Paycheck Protection Program:

  • Temporarily raises the maximum loan amount from $5 million to $10 million during the "covered period," from February 15, 2020, through June 30, 2020. The maximum value of a company's loan will be equal to the lesser of $10 million or the sum of 2.5 times the average monthly payroll cost in 2019. This includes wages for employees as well as expenses for paid sick leave, health care, and other benefits.

  • Temporarily guarantees 100 percent of the loans, regardless of size. Traditionally, loans up to $150,000 were 85 percent backed by the SBA. Loans greater than $150,000 were 75 percent backed.
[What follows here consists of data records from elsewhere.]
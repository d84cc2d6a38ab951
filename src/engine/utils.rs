use crate::maze::Maze;
use crate::rng::Rng;
use crate::types::{Direction, Vec2};

pub fn offset(pos: Vec2, dir: Direction, distance: i32) -> Vec2 {
    let (dx, dy) = dir.delta();
    Vec2::new(pos.x + dx * distance, pos.y + dy * distance)
}

pub fn squared_distance(a: Vec2, b: Vec2) -> i32 {
    let dx = a.x - b.x;
    let dy = a.y - b.y;
    dx * dx + dy * dy
}

pub fn manhattan(a: Vec2, b: Vec2) -> i32 {
    (a.x - b.x).abs() + (a.y - b.y).abs()
}

pub(super) fn random_direction(rng: &mut Rng) -> Direction {
    Direction::ALL[rng.pick_index(Direction::ALL.len())]
}

/// A uniformly random walkable neighbor, or `from` when boxed in.
pub(crate) fn random_legal_step(from: Vec2, maze: &Maze, rng: &mut Rng) -> Vec2 {
    let mut options = maze.walkable_neighbors(from);
    if options.is_empty() {
        return from;
    }
    rng.shuffle(&mut options);
    options[0]
}
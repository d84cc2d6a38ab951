use std::fs;
use std::path::{Path, PathBuf};

use chrono::{SecondsFormat, Utc};
use serde::{Deserialize, Serialize};

use crate::error::{PaxmanError, PaxmanResult};
use crate::leaderboard::Leaderboard;
use crate::types::ScoreRecord;

const STORE_VERSION: u8 = 1;

#[derive(Clone, Debug, Serialize)]
struct RankingStoreFile<'a> {
    version: u8,
    #[serde(rename = "updatedAt")]
    updated_at: String,
    records: &'a [ScoreRecord],
}

#[derive(Clone, Debug, Deserialize)]
struct RankingStoreFileRaw {
    version: u8,
    #[serde(default)]
    records: Vec<serde_json::Value>,
}

pub struct RankingStore {
    file_path: PathBuf,
    leaderboard: Leaderboard,
}

impl RankingStore {
    pub fn new(file_path: PathBuf) -> Self {
        let leaderboard = match load_leaderboard(&file_path) {
            Ok(board) => board,
            Err(PaxmanError::Io(error)) if error.kind() == std::io::ErrorKind::NotFound => {
                Leaderboard::new()
            }
            Err(error) => {
                log::warn!(
                    "[ranking-store] failed to load {}: {error}",
                    file_path.display()
                );
                Leaderboard::new()
            }
        };
        Self {
            file_path,
            leaderboard,
        }
    }

    pub fn path(&self) -> &Path {
        &self.file_path
    }

    pub fn leaderboard(&self) -> &Leaderboard {
        &self.leaderboard
    }

    pub fn take_leaderboard(&mut self) -> Leaderboard {
        std::mem::take(&mut self.leaderboard)
    }

    pub fn replace(&mut self, leaderboard: Leaderboard) {
        self.leaderboard = leaderboard;
    }

    pub fn record(&mut self, record: ScoreRecord) -> Option<usize> {
        self.leaderboard.add(record)
    }

    pub fn save(&self) -> PaxmanResult<()> {
        if let Some(parent) = self.file_path.parent() {
            fs::create_dir_all(parent)?;
        }
        let payload = RankingStoreFile {
            version: STORE_VERSION,
            updated_at: Utc::now().to_rfc3339_opts(SecondsFormat::Millis, true),
            records: self.leaderboard.entries(),
        };
        let text = serde_json::to_string_pretty(&payload)?;
        fs::write(&self.file_path, text)?;
        log::debug!(
            "[ranking-store] saved {} records to {}",
            self.leaderboard.len(),
            self.file_path.display()
        );
        Ok(())
    }
}

pub fn load_leaderboard(path: &Path) -> PaxmanResult<Leaderboard> {
    let text = fs::read_to_string(path)?;
    let parsed: RankingStoreFileRaw = serde_json::from_str(&text)?;
    if parsed.version != STORE_VERSION {
        return Err(PaxmanError::UnsupportedVersion(parsed.version));
    }

    let mut records = Vec::with_capacity(parsed.records.len());
    for (index, raw) in parsed.records.into_iter().enumerate() {
        match serde_json::from_value::<ScoreRecord>(raw) {
            Ok(record) => records.push(record),
            Err(error) => log::warn!(
                "[ranking-store] skipping record {index} in {}: {error}",
                path.display()
            ),
        }
    }
    Ok(Leaderboard::from_records(records))
}

#[cfg(test)]
mod tests {
    use super::*;
    use crate::types::{Difficulty, Skin};

    fn temp_file(name: &str) -> PathBuf {
        let unique = format!(
            "{}-{}-{}",
            name,
            std::process::id(),
            rand::random::<u32>()
        );
        std::env::temp_dir().join(unique).join("scores.json")
    }

    fn cleanup(path: &Path) {
        let _ = fs::remove_file(path);
        if let Some(parent) = path.parent() {
            let _ = fs::remove_dir_all(parent);
        }
    }

    #[test]
    fn missing_file_starts_empty() {
        let path = temp_file("ranking-store-missing");
        let store = RankingStore::new(path.clone());
        assert!(store.leaderboard().is_empty());
        assert!(!path.exists());
    }

    #[test]
    fn save_then_reload_keeps_order() {
        let path = temp_file("ranking-store-save");
        let mut store = RankingStore::new(path.clone());
        store.record(ScoreRecord {
            score: 120,
            difficulty: Difficulty::Hard,
            skin: Skin::Pink,
        });
        store.record(ScoreRecord {
            score: 340,
            difficulty: Difficulty::Easy,
            skin: Skin::Green,
        });
        store.save().expect("save succeeds");

        let text = fs::read_to_string(&path).expect("file written");
        let value: serde_json::Value = serde_json::from_str(&text).expect("valid json");
        assert_eq!(value["version"], 1);
        assert!(value["updatedAt"].as_str().is_some_and(|at| at.ends_with('Z')));
        assert_eq!(value["records"][0]["difficulty"], "easy");

        let reloaded = RankingStore::new(path.clone());
        assert_eq!(reloaded.leaderboard(), store.leaderboard());
        assert_eq!(reloaded.leaderboard().top_score(), Some(340));

        cleanup(&path);
    }

    #[test]
    fn load_skips_invalid_records_and_resorts() {
        let path = temp_file("ranking-store-partial");
        let parent = path.parent().expect("parent exists").to_path_buf();
        fs::create_dir_all(&parent).expect("create dir");
        let raw = r#"{
  "version": 1,
  "updatedAt": "2026-01-01T00:00:00.000Z",
  "records": [
    { "score": 10, "difficulty": "normal", "skin": "yellow" },
    { "score": -5, "difficulty": "normal", "skin": "yellow" },
    { "score": 90, "difficulty": "hard", "skin": "teal" },
    { "score": 70, "difficulty": "hard", "skin": "green" }
  ]
}"#;
        fs::write(&path, raw).expect("write file");

        let store = RankingStore::new(path.clone());
        let scores: Vec<u32> = store
            .leaderboard()
            .entries()
            .iter()
            .map(|record| record.score)
            .collect();
        assert_eq!(scores, vec![70, 10]);

        cleanup(&path);
    }

    #[test]
    fn unsupported_version_is_reported_and_store_starts_empty() {
        let path = temp_file("ranking-store-version");
        let parent = path.parent().expect("parent exists").to_path_buf();
        fs::create_dir_all(&parent).expect("create dir");
        fs::write(&path, r#"{ "version": 2, "records": [] }"#).expect("write file");

        assert!(matches!(
            load_leaderboard(&path),
            Err(PaxmanError::UnsupportedVersion(2))
        ));
        assert!(RankingStore::new(path.clone()).leaderboard().is_empty());

        cleanup(&path);
    }

    #[test]
    fn take_and_replace_round_trip_the_board() {
        let path = temp_file("ranking-store-take");
        let mut store = RankingStore::new(path);
        store.record(ScoreRecord {
            score: 5,
            difficulty: Difficulty::Normal,
            skin: Skin::Yellow,
        });
        let mut board = store.take_leaderboard();
        assert!(store.leaderboard().is_empty());
        board.add(ScoreRecord {
            score: 50,
            difficulty: Difficulty::Normal,
            skin: Skin::Yellow,
        });
        store.replace(board);
        assert_eq!(store.leaderboard().len(), 2);
    }
}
  • Temporarily confers eligibility to businesses--even sole proprietorships and independent contractors--with 500 or fewer employees, regardless of whether a business qualifies as "small" under the SBA's size standards. Traditionally, the SBA uses a web of revenue standards to determine whether a company qualifies.

  • The maximum interest rate for these loans is now capped at 4 percent. Loan terms are still negotiated between borrowers and lenders and are a product of the prime rate, plus the LIBOR rate. However, rates may not exceed that limit. Previously, fixed rate loans were capped at 6 percent. 

  • Waives the requirement that businesses show they can't obtain credit elsewhere. The inability to secure credit was formerly a requirement. 

  • Annual or guarantee fees for the loan and all prepayment penalties are waived. The SBA formerly levied fees of around 2 to 3.75 percent of the guaranteed portion of a loan.

  • SBA reportedly plans to have a process in place by end of next week, where the loans can be made and disbursed in the same day, according to The Wall Street Journal. Previously, the SBA said it takes around 5 to 10 business days.

  • Businesses won't need to provide a personal guarantee or collateral. Traditionally, lenders don't require collateral for loans up to $25,000. For loans in excess of $350,000, the SBA traditionally requires that the lender collateralize the loan to the maximum extent possible up to the loan amount--and that may include requiring a person secure his or her loan with personal assets. 

  • Expands the permitted use of funds to include payroll support, paid sick leave, mortgage payments, rent payments and servicing existing debt. Previously, these items weren't expressly eligible for coverage.

Loan Forgiveness:

  • Loans may be fully or partially forgiven. Any portion of the loan used to make payroll, pay for utilities, rent, and mortgage interest may be forgiven, dollar for dollar. To receive this dollar for dollar loan forgiveness, however, workers need to remain employed through the end of June. Traditionally, 7(a) loans must be repaid in full, depending on the repayment terms. 

  • In the case of reduced headcount, lenders may reduce the amount of forgiveness for businesses that lay off employees during the first eight weeks following the loan. If wages of employees who earn less than $100,000 a year are reduced, the level of forgiveness may also get reduced.

  • Businesses that have let employees go before accepting the loan will not be subject to penalties. If those businesses rehire employees after accepting the loan, they'll receive additional credit to cover wages.